* Given data:
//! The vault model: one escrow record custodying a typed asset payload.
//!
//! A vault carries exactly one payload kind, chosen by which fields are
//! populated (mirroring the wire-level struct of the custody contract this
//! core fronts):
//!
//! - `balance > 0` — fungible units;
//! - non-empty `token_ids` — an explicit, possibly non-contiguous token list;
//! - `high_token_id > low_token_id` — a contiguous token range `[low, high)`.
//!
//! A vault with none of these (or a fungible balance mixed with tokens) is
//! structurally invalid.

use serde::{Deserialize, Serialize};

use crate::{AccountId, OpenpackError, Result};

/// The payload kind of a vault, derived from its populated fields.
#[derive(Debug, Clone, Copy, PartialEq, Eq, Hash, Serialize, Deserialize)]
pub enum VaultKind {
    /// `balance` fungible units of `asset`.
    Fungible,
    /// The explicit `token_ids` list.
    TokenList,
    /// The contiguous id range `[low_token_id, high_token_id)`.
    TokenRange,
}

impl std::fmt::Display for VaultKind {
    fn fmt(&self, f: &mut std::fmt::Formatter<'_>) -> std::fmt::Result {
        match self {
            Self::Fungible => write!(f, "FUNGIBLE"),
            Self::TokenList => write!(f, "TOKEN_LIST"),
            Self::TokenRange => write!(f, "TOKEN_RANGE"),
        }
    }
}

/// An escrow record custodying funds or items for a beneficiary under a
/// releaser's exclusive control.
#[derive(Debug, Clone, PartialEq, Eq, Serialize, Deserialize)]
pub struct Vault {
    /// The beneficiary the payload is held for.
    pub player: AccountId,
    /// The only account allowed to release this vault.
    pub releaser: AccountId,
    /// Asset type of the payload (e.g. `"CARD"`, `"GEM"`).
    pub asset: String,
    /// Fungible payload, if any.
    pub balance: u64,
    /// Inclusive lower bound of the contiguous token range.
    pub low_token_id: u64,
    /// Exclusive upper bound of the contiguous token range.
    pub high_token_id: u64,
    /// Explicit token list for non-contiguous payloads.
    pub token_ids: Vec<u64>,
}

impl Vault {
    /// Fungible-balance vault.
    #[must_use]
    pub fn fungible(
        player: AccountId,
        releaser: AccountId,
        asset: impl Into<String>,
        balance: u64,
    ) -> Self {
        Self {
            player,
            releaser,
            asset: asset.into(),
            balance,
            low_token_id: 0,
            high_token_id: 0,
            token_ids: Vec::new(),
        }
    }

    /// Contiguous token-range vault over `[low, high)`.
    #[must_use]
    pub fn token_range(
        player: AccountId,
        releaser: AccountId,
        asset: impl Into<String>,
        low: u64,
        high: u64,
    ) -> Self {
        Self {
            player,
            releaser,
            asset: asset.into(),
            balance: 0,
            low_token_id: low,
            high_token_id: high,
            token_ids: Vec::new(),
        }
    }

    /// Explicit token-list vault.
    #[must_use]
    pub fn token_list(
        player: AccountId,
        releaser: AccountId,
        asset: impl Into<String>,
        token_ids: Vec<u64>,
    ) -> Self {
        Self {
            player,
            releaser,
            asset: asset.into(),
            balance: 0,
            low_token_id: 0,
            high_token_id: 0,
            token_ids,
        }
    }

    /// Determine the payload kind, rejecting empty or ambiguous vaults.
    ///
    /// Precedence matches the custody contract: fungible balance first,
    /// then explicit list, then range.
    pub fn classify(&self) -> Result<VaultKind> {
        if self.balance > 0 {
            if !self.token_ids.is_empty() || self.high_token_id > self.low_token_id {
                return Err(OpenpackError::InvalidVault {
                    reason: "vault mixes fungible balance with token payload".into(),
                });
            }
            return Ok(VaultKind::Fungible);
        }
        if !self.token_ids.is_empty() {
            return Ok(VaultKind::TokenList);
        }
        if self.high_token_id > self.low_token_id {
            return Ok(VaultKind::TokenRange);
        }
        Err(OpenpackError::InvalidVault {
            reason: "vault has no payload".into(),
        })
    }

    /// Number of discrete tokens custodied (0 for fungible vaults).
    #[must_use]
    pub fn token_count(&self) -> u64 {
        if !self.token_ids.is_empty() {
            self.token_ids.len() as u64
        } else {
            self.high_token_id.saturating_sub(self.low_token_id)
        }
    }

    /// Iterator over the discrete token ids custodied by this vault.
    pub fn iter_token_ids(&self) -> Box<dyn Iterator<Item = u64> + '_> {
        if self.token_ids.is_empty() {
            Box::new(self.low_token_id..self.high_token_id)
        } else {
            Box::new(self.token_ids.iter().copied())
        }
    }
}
...
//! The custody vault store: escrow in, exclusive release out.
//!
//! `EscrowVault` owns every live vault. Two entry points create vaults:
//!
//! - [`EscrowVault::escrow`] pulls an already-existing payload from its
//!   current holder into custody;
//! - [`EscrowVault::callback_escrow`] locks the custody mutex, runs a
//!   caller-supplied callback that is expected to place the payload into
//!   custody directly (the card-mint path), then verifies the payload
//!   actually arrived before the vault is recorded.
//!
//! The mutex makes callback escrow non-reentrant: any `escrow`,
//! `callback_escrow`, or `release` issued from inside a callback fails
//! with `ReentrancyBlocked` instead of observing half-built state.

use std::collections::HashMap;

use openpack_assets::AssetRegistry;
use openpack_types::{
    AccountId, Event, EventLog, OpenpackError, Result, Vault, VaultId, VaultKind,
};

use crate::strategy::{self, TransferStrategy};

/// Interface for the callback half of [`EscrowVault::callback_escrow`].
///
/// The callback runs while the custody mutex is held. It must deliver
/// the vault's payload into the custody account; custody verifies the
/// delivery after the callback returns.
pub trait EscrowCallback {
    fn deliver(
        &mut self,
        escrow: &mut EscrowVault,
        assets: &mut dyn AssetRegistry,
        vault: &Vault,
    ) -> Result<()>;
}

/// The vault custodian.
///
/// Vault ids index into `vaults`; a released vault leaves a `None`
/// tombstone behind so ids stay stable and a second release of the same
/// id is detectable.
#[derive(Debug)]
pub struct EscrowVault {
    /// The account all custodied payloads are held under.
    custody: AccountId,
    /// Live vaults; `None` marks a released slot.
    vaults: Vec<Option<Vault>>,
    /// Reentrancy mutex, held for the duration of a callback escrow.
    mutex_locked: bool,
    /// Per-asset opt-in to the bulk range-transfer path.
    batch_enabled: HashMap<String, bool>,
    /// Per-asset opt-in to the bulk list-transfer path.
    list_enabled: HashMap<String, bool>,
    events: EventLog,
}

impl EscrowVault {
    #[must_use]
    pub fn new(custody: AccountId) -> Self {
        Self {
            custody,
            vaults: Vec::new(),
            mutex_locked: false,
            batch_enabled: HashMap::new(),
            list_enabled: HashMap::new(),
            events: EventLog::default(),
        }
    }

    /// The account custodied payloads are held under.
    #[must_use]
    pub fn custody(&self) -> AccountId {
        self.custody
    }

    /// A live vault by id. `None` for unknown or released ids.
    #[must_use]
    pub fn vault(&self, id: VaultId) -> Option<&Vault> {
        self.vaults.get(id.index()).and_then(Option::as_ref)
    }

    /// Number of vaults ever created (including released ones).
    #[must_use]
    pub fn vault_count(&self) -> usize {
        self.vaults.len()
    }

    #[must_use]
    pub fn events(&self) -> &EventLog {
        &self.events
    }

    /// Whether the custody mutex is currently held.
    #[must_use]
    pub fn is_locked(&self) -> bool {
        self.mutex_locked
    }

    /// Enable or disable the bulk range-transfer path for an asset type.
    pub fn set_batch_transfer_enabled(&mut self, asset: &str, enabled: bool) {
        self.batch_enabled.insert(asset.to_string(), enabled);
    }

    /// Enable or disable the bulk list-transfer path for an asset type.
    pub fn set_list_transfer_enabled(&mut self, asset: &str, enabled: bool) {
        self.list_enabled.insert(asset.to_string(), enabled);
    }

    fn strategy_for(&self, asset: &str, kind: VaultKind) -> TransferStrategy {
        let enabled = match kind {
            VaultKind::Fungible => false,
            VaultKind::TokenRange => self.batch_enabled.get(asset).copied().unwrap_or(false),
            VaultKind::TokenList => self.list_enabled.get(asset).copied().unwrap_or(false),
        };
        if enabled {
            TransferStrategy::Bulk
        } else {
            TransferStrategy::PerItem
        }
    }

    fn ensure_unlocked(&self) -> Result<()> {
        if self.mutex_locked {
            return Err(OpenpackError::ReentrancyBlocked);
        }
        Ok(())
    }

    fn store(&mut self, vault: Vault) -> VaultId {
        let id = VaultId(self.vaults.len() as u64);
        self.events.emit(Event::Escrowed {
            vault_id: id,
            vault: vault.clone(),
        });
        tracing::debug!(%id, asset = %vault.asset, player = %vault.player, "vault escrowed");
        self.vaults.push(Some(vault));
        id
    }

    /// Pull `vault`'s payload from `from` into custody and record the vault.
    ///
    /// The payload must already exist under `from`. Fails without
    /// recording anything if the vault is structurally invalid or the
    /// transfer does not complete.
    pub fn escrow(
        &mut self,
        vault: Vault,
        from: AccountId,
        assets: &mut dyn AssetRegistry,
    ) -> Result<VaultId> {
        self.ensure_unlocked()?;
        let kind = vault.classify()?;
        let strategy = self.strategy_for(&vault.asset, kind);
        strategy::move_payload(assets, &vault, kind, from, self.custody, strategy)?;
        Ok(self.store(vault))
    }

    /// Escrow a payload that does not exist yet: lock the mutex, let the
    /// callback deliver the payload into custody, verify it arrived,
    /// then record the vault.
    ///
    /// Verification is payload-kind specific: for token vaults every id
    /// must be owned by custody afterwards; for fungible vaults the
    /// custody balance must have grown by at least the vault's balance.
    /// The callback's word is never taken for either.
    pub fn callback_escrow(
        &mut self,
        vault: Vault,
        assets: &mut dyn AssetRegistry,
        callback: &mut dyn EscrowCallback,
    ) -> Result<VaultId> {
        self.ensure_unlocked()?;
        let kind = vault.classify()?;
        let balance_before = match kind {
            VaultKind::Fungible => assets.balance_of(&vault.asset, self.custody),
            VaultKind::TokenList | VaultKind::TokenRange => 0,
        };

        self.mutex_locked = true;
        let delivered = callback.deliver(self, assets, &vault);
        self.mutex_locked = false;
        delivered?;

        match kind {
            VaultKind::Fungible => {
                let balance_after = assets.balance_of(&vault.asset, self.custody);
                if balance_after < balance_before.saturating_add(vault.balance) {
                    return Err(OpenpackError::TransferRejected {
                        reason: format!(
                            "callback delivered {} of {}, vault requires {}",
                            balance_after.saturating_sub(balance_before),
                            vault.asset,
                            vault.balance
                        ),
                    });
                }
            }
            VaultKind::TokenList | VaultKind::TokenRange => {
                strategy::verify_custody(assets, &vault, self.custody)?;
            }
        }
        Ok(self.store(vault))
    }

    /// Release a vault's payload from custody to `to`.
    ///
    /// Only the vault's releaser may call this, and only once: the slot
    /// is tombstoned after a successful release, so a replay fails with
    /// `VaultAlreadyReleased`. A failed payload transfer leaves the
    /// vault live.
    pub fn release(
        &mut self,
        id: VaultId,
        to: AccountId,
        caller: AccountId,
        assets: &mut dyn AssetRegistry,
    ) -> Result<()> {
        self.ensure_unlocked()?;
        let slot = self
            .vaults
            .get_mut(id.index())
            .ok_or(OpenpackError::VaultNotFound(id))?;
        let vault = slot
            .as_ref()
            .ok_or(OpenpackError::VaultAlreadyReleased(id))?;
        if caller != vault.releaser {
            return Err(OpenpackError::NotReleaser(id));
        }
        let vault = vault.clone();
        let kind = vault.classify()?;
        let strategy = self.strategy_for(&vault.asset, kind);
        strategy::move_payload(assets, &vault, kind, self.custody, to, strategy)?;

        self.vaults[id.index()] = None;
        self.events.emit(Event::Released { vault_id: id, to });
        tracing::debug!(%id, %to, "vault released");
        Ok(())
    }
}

* Instructions for the task:
If a line of the listing above contains "beneficiary", pick it out and copy it.

* Answer to the exercise:
/// An escrow record custodying funds or items for a beneficiary under a
    /// The beneficiary the payload is held for.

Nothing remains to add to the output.